The researchers found that the breakup point does depend on viscosity; the key was to distinguish the different roles of viscosity. A high-viscosity liquid doesn’t significantly resist stretching of the falling column more than a low-viscosity one, but the greater viscosity does slow the amplification process for some perturbations.

For perturbations that start at the nozzle, this influence of viscosity doesn’t count for much, because they get rapidly stretched out as the jet descends, before they can grow and create pinch-off. But irregularities appearing further down the jet can grow in amplitude before they get stretched too much, so viscosity matters for them.

The researchers compared their predictions with experiments on silicone oils with a wide range of viscosities and found good agreement, except for the most viscous cases, where the theory over-estimates the breakup length. They think that at these viscosities the jets become so thin before they break that they are more susceptible to perturbations than the theory can describe.

Tomas Bohr, of the Technical University of Denmark in Lyngby, calls the work “a very clever and precise analysis.” Bohr’s previous study of the problem looked only at the limit in which perturbations become stretched to long wavelengths, where viscosity effects vanish [1].

Delayed breakup of liquid columns is important for the industrial process of fiber-spinning, where a viscous liquid such as a polymer or molten glass is drawn out into a long, thin strand to make textiles or optical fibers.
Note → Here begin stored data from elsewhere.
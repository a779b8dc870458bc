//! Agent session-id store backed by `SQLite`.
//!
//! Maps a host-defined key (typically a worktree path) to the session id the
//! agent assigned, so a later run can `session/load` it.

use std::sync::Arc;

use chrono::{DateTime, Utc};

use crate::acp::client::SessionStore;
use crate::acp::router::DelegateFuture;
use crate::acp::schema::SessionId;
use crate::{AppError, Result};

use super::db::Database;

/// Stored mapping from key to session id.
#[derive(Debug, Clone, PartialEq, Eq)]
pub struct StoredSession {
    /// Host-defined key.
    pub session_key: String,
    /// Agent-assigned session id.
    pub session_id: SessionId,
    /// Last time the mapping was written.
    pub updated_at: DateTime<Utc>,
}

/// Internal row struct for `SQLite` deserialization.
#[derive(sqlx::FromRow)]
struct SessionRow {
    session_key: String,
    session_id: String,
    updated_at: String,
}

impl SessionRow {
    fn into_stored(self) -> Result<StoredSession> {
        let updated_at = DateTime::parse_from_rfc3339(&self.updated_at)
            .map_err(|e| AppError::Db(format!("invalid updated_at: {e}")))?
            .with_timezone(&Utc);
        Ok(StoredSession {
            session_key: self.session_key,
            session_id: SessionId::from(self.session_id),
            updated_at,
        })
    }
}

/// Repository for agent session ids.
#[derive(Clone)]
pub struct SqliteSessionStore {
    db: Arc<Database>,
}

impl SqliteSessionStore {
    /// Create a new store instance.
    #[must_use]
    pub fn new(db: Arc<Database>) -> Self {
        Self { db }
    }

    /// Insert or replace the id stored under `key`.
    ///
    /// # Errors
    ///
    /// Returns `AppError::Db` if the upsert fails.
    pub async fn upsert(&self, key: &str, session_id: &SessionId) -> Result<()> {
        sqlx::query(
            "INSERT INTO agent_session (session_key, session_id, updated_at)
             VALUES (?1, ?2, ?3)
             ON CONFLICT(session_key) DO UPDATE SET
                 session_id = excluded.session_id,
                 updated_at = excluded.updated_at",
        )
        .bind(key)
        .bind(session_id.as_str())
        .bind(Utc::now().to_rfc3339())
        .execute(self.db.as_ref())
        .await?;
        Ok(())
    }

    /// Fetch the mapping stored under `key`.
    ///
    /// # Errors
    ///
    /// Returns `AppError::Db` if the query fails or the row is corrupt.
    pub async fn find(&self, key: &str) -> Result<Option<StoredSession>> {
        let row: Option<SessionRow> = sqlx::query_as(
            "SELECT session_key, session_id, updated_at
             FROM agent_session
             WHERE session_key = ?1",
        )
        .bind(key)
        .fetch_optional(self.db.as_ref())
        .await?;

        row.map(SessionRow::into_stored).transpose()
    }

    /// Remove the mapping stored under `key`. Removing an unknown key is a
    /// no-op.
    ///
    /// # Errors
    ///
    /// Returns `AppError::Db` if the delete fails.
    pub async fn remove(&self, key: &str) -> Result<()> {
        sqlx::query("DELETE FROM agent_session WHERE session_key = ?1")
            .bind(key)
            .execute(self.db.as_ref())
            .await?;
        Ok(())
    }

    /// All stored mappings, most recently written first.
    ///
    /// # Errors
    ///
    /// Returns `AppError::Db` if the query fails.
    pub async fn list(&self) -> Result<Vec<StoredSession>> {
        let rows: Vec<SessionRow> = sqlx::query_as(
            "SELECT session_key, session_id, updated_at
             FROM agent_session
             ORDER BY updated_at DESC",
        )
        .fetch_all(self.db.as_ref())
        .await?;

        rows.into_iter().map(SessionRow::into_stored).collect()
    }
}

impl SessionStore for SqliteSessionStore {
    fn save<'a>(&'a self, key: &'a str, session_id: &'a SessionId) -> DelegateFuture<'a, ()> {
        Box::pin(self.upsert(key, session_id))
    }

    fn clear<'a>(&'a self, key: &'a str) -> DelegateFuture<'a, ()> {
        Box::pin(self.remove(key))
    }

    fn get<'a>(&'a self, key: &'a str) -> DelegateFuture<'a, Option<SessionId>> {
        Box::pin(async move { Ok(self.find(key).await?.map(|stored| stored.session_id)) })
    }
}
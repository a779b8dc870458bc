//! Session operation tests: load fallbacks, resume-or-create against the
//! `SQLite` store, config options, and prompt cancellation.

use std::path::Path;
use std::sync::Arc;
use std::time::Duration;

use serde_json::json;

use agent_conduit::acp::client::{ResumedSession, SessionStore};
use agent_conduit::acp::schema::{ContentBlock, SessionId, StopReason};
use agent_conduit::persistence::db;
use agent_conduit::persistence::session_store::SqliteSessionStore;
use agent_conduit::AppError;

use super::test_helpers::{client_for, temp_dir, write_agent, READ_LOOP};

/// Agent answering each method with a canned result or error body.
///
/// `arms` are `(method, body)` pairs where `body` is the JSON text following
/// `"id":<id>,`, for example `"result":{}`.
fn scripted_agent(dir: &Path, arms: &[(&str, &str)]) -> std::path::PathBuf {
    let mut script = String::from(READ_LOOP);
    script.push_str("  case \"$line\" in\n");
    for (method, body) in arms {
        script.push_str(&format!(
            "    *'\"method\":\"{method}\"'*) printf '{{\"jsonrpc\":\"2.0\",\"id\":%s,{body}}}\\n' \"$id\" ;;\n"
        ));
    }
    script.push_str("    *) [ -n \"$id\" ] && printf '{\"jsonrpc\":\"2.0\",\"id\":%s,\"result\":{}}\\n' \"$id\" ;;\n");
    script.push_str("  esac\ndone");
    write_agent(dir, &script)
}

async fn launched(dir: &Path, arms: &[(&str, &str)]) -> agent_conduit::acp::client::AcpClient {
    let agent = scripted_agent(dir, arms);
    let (client, _) = client_for(&agent, dir);
    client.launch().await.expect("launch");
    client
}

async fn memory_store() -> SqliteSessionStore {
    SqliteSessionStore::new(Arc::new(db::connect_memory().await.expect("memory db")))
}

// ── session/new ──────────────────────────────────────────────────────────────

/// `session/new` yields the agent's id and optional mode state.
#[tokio::test]
async fn new_session_decodes_modes() {
    let dir = temp_dir();
    let client = launched(
        dir.path(),
        &[(
            "session/new",
            r#""result":{"sessionId":"s-1","modes":{"currentModeId":"code","availableModes":[{"id":"code","name":"Code"}]}}"#,
        )],
    )
    .await;

    let response = client
        .new_session(dir.path(), Vec::new())
        .await
        .expect("new session");
    assert_eq!(response.session_id.as_str(), "s-1");
    let modes = response.modes.expect("modes present");
    assert_eq!(modes.current_mode_id, "code");
    assert_eq!(modes.available_modes.len(), 1);

    client.terminate().await;
}

/// A `session/new` result without a session id is a decode error.
#[tokio::test]
async fn new_session_without_id_is_decode_error() {
    let dir = temp_dir();
    let client = launched(dir.path(), &[("session/new", r#""result":{}"#)]).await;

    let err = client
        .new_session(dir.path(), Vec::new())
        .await
        .expect_err("missing id");
    assert!(matches!(err, AppError::Decode(_)), "got {err:?}");
    client.terminate().await;
}

// ── session/load ─────────────────────────────────────────────────────────────

/// A null load result resolves to the requested id.
#[tokio::test]
async fn load_with_null_result_uses_requested_id() {
    let dir = temp_dir();
    let client = launched(dir.path(), &[("session/load", r#""result":null"#)]).await;

    let outcome = client
        .load_session(&SessionId::from("wanted"), dir.path(), Vec::new())
        .await
        .expect("load");
    assert_eq!(outcome.session_id.as_str(), "wanted");
    assert!(outcome.response.is_none());
    client.terminate().await;
}

/// An empty object load result carries no structured payload either.
#[tokio::test]
async fn load_with_empty_object_result_uses_requested_id() {
    let dir = temp_dir();
    let client = launched(dir.path(), &[("session/load", r#""result":{}"#)]).await;

    let outcome = client
        .load_session(&SessionId::from("wanted"), dir.path(), Vec::new())
        .await
        .expect("load");
    assert_eq!(outcome.session_id.as_str(), "wanted");
    assert!(outcome.response.is_none());
    client.terminate().await;
}

/// A structured load result's id wins over the requested one.
#[tokio::test]
async fn load_with_structured_result_uses_agent_id() {
    let dir = temp_dir();
    let client = launched(
        dir.path(),
        &[("session/load", r#""result":{"sessionId":"renamed"}"#)],
    )
    .await;

    let outcome = client
        .load_session(&SessionId::from("wanted"), dir.path(), Vec::new())
        .await
        .expect("load");
    assert_eq!(outcome.session_id.as_str(), "renamed");
    assert!(outcome.response.is_some());
    client.terminate().await;
}

/// A snake_case `session_id` is still picked up.
#[tokio::test]
async fn load_with_loose_snake_case_id() {
    let dir = temp_dir();
    let client = launched(
        dir.path(),
        &[("session/load", r#""result":{"session_id":"loose"}"#)],
    )
    .await;

    let outcome = client
        .load_session(&SessionId::from("wanted"), dir.path(), Vec::new())
        .await
        .expect("load");
    assert_eq!(outcome.session_id.as_str(), "loose");
    client.terminate().await;
}

/// "Already active" errors count as a successful load.
#[tokio::test]
async fn load_of_active_session_succeeds() {
    let dir = temp_dir();
    let client = launched(
        dir.path(),
        &[(
            "session/load",
            r#""error":{"code":-32000,"message":"Session Already Active"}"#,
        )],
    )
    .await;

    let outcome = client
        .load_session(&SessionId::from("live"), dir.path(), Vec::new())
        .await
        .expect("already active is success");
    assert_eq!(outcome.session_id.as_str(), "live");
    assert!(outcome.response.is_none());
    client.terminate().await;
}

/// Other load errors propagate.
#[tokio::test]
async fn load_of_unknown_session_fails() {
    let dir = temp_dir();
    let client = launched(
        dir.path(),
        &[(
            "session/load",
            r#""error":{"code":-32002,"message":"session not found"}"#,
        )],
    )
    .await;

    let err = client
        .load_session(&SessionId::from("gone"), dir.path(), Vec::new())
        .await
        .expect_err("not found");
    assert!(matches!(err, AppError::Agent(ref rpc) if rpc.code == -32002), "got {err:?}");
    client.terminate().await;
}

// ── resume_or_create ─────────────────────────────────────────────────────────

/// Without a stored id a new session is created and remembered.
#[tokio::test]
async fn resume_creates_and_stores_session() {
    let dir = temp_dir();
    let store = memory_store().await;
    let client = launched(
        dir.path(),
        &[("session/new", r#""result":{"sessionId":"fresh"}"#)],
    )
    .await;

    let session = client
        .resume_or_create(&store, "worktree-a", dir.path(), Vec::new())
        .await
        .expect("resume or create");
    assert!(matches!(session, ResumedSession::Created(_)));
    assert_eq!(session.session_id().as_str(), "fresh");
    assert_eq!(
        store.get("worktree-a").await.expect("get"),
        Some(SessionId::from("fresh"))
    );
    client.terminate().await;
}

/// A stored id is loaded rather than replaced.
#[tokio::test]
async fn resume_loads_stored_session() {
    let dir = temp_dir();
    let store = memory_store().await;
    store
        .save("worktree-a", &SessionId::from("stored"))
        .await
        .expect("seed");
    let client = launched(
        dir.path(),
        &[
            ("session/load", r#""result":null"#),
            ("session/new", r#""error":{"code":-32000,"message":"unexpected"}"#),
        ],
    )
    .await;

    let session = client
        .resume_or_create(&store, "worktree-a", dir.path(), Vec::new())
        .await
        .expect("resume");
    assert!(matches!(session, ResumedSession::Loaded(_)));
    assert_eq!(session.session_id().as_str(), "stored");
    client.terminate().await;
}

/// A stored id the agent rejects is replaced by a new session.
#[tokio::test]
async fn resume_replaces_rejected_session() {
    let dir = temp_dir();
    let store = memory_store().await;
    store
        .save("worktree-a", &SessionId::from("stale"))
        .await
        .expect("seed");
    let client = launched(
        dir.path(),
        &[
            (
                "session/load",
                r#""error":{"code":-32002,"message":"session not found"}"#,
            ),
            ("session/new", r#""result":{"sessionId":"replacement"}"#),
        ],
    )
    .await;

    let session = client
        .resume_or_create(&store, "worktree-a", dir.path(), Vec::new())
        .await
        .expect("resume");
    assert!(matches!(session, ResumedSession::Created(_)));
    assert_eq!(
        store.get("worktree-a").await.expect("get"),
        Some(SessionId::from("replacement"))
    );
    client.terminate().await;
}

// ── Session controls ─────────────────────────────────────────────────────────

/// Config option updates return the new option list, or `None` when empty.
#[tokio::test]
async fn set_config_option_returns_options() {
    let dir = temp_dir();
    let client = launched(
        dir.path(),
        &[(
            "session/set_config_option",
            r#""result":{"configOptions":[{"id":"effort","name":"Effort","currentValue":"high","options":[]}]}"#,
        )],
    )
    .await;
    let session = SessionId::from("s");

    let options = client
        .set_config_option(&session, "effort", json!("high"))
        .await
        .expect("set option")
        .expect("options returned");
    assert_eq!(options.len(), 1);
    assert_eq!(options[0].id, "effort");
    assert_eq!(options[0].current_value, json!("high"));

    client.set_mode(&session, "code").await.expect("set mode");
    client.set_model(&session, "fast").await.expect("set model");
    client.authenticate("token").await.expect("authenticate");
    client.terminate().await;
}

/// Mode and model switches accept an agent that answers with no body.
#[tokio::test]
async fn session_controls_accept_null_results() {
    let dir = temp_dir();
    let client = launched(
        dir.path(),
        &[
            ("session/set_mode", r#""result":null"#),
            ("session/set_model", r#""result":null"#),
        ],
    )
    .await;
    let session = SessionId::from("s");

    client.set_mode(&session, "plan").await.expect("null set_mode result");
    client.set_model(&session, "slow").await.expect("null set_model result");
    client.terminate().await;
}

/// `authenticate` succeeds on a null result.
#[tokio::test]
async fn authenticate_accepts_null_result() {
    let dir = temp_dir();
    let client = launched(dir.path(), &[("authenticate", r#""result":null"#)]).await;

    client.authenticate("token").await.expect("null result");
    client.terminate().await;
}

/// `authenticate` succeeds on a result it cannot interpret.
#[tokio::test]
async fn authenticate_accepts_unrecognised_result() {
    let dir = temp_dir();
    let client = launched(dir.path(), &[("authenticate", r#""result":{"weird":[1]}"#)]).await;

    client.authenticate("token").await.expect("undecodable result");
    client.terminate().await;
}

/// Empty config option results map to `None`.
#[tokio::test]
async fn set_config_option_without_options() {
    let dir = temp_dir();
    let client = launched(dir.path(), &[]).await;

    let options = client
        .set_config_option(&SessionId::from("s"), "effort", json!("low"))
        .await
        .expect("set option");
    assert!(options.is_none());
    client.terminate().await;
}

// ── Prompt turns ─────────────────────────────────────────────────────────────

/// A prompt turn returns the agent's stop reason.
#[tokio::test]
async fn prompt_returns_stop_reason() {
    let dir = temp_dir();
    let client = launched(
        dir.path(),
        &[("session/prompt", r#""result":{"stopReason":"end_turn"}"#)],
    )
    .await;

    let response = client
        .prompt(&SessionId::from("s"), vec![ContentBlock::text("hello")])
        .await
        .expect("prompt");
    assert_eq!(response.stop_reason, StopReason::EndTurn);
    client.terminate().await;
}

/// A timed-out prompt request is cancelled on the agent side.
#[tokio::test]
async fn prompt_timeout_sends_cancel() {
    let dir = temp_dir();
    let log = dir.path().join("seen.log");
    let agent = write_agent(
        dir.path(),
        &format!(
            "while IFS= read -r line; do printf '%s\\n' \"$line\" >> '{}'; done",
            log.display()
        ),
    );
    let (client, _) = client_for(&agent, dir.path());
    client.launch().await.expect("launch");

    let err = client
        .send_request(
            "session/prompt",
            Some(json!({ "sessionId": "s-9", "prompt": [] })),
            Some(Duration::from_millis(50)),
        )
        .await
        .expect_err("timeout");
    assert!(matches!(err, AppError::Timeout { .. }), "got {err:?}");

    let log = log.as_path();
    let saw_cancel = super::test_helpers::eventually(Duration::from_secs(5), || async move {
        std::fs::read_to_string(log)
            .is_ok_and(|seen| seen.contains(r#""method":"session/cancel""#) && seen.contains("s-9"))
    })
    .await;
    assert!(saw_cancel, "cancel notification not written");
    client.terminate().await;
}
//! Unified error type for the wit-canon library.
//!
//! Every module has its own error enum; [`Error`] wraps them all so callers
//! that cross module boundaries can use a single type.

use thiserror::Error;

use crate::abi::CanonicalAbiError;
use crate::config::ConfigError;
use crate::loader::LoadError;
use crate::model::{NameError, ParseVersionError};
use crate::resolve::ResolveError;

/// Unified error type for all wit-canon operations.
///
/// # Example
///
/// ```
/// use wit_canon::{loader, Result};
///
/// fn count_packages(dir: &str) -> Result<usize> {
///     let project = loader::load_dirs([dir], "json")?;
///     Ok(project.packages().len())
/// }
/// # let _ = count_packages;
/// ```
#[derive(Error, Debug)]
pub enum Error {
    /// Error from layout, flattening or marshaling.
    #[error(transparent)]
    Abi(#[from] CanonicalAbiError),

    /// A package, container or type reference did not resolve.
    #[error(transparent)]
    Resolve(#[from] ResolveError),

    /// Error while reading or ingesting documents.
    #[error(transparent)]
    Load(#[from] LoadError),

    #[error(transparent)]
    Config(#[from] ConfigError),

    /// Malformed package reference.
    #[error(transparent)]
    Name(#[from] NameError),

    #[error(transparent)]
    Version(#[from] ParseVersionError),

    /// I/O error.
    #[error("I/O error: {0}")]
    Io(#[from] std::io::Error),
}

/// A [`Result`] type alias using the unified [`Error`] type.
pub type Result<T> = std::result::Result<T, Error>;

impl Error {
    /// Returns `true` if this is an ABI error.
    pub fn is_abi(&self) -> bool {
        matches!(self, Self::Abi(_))
    }

    /// Returns `true` for resolution failures, including ones surfaced
    /// through the ABI calculator.
    pub fn is_resolve(&self) -> bool {
        matches!(
            self,
            Self::Resolve(_) | Self::Abi(CanonicalAbiError::Unresolved(_))
        )
    }

    /// Returns `true` if this is a load error.
    pub fn is_load(&self) -> bool {
        matches!(self, Self::Load(_))
    }

    pub fn is_config(&self) -> bool {
        matches!(self, Self::Config(_))
    }

    /// Returns `true` if this is an I/O error.
    pub fn is_io(&self) -> bool {
        matches!(self, Self::Io(_))
    }
}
The theory should help to predict the maximum length for such fibers, Eggers says.

Stretching of liquid jets also happens naturally in some volcanic environments, where molten rock is formed into glass fibers known as “Pele’s hair.” “This phenomenon shares with our falling viscous jets the elements of strong stretching and high viscosity,” says team member Neil Ribe of the University of Paris and the French National Center for Scientific Research (CNRS). “However, it also involves fast cooling and consequent strong increases in viscosity. This means that threads that have been stretched very thin will tend to solidify before they can break up.”

–Philip Ball

Philip Ball is a freelance science writer in London and author of Curiosity: How Science Became Interested in Everything (2012).


References

  1. S. Senchenko and T. Bohr, “Shape and Stability of a Viscous Thread,” Phys. Rev. E 71, 056301 (2005).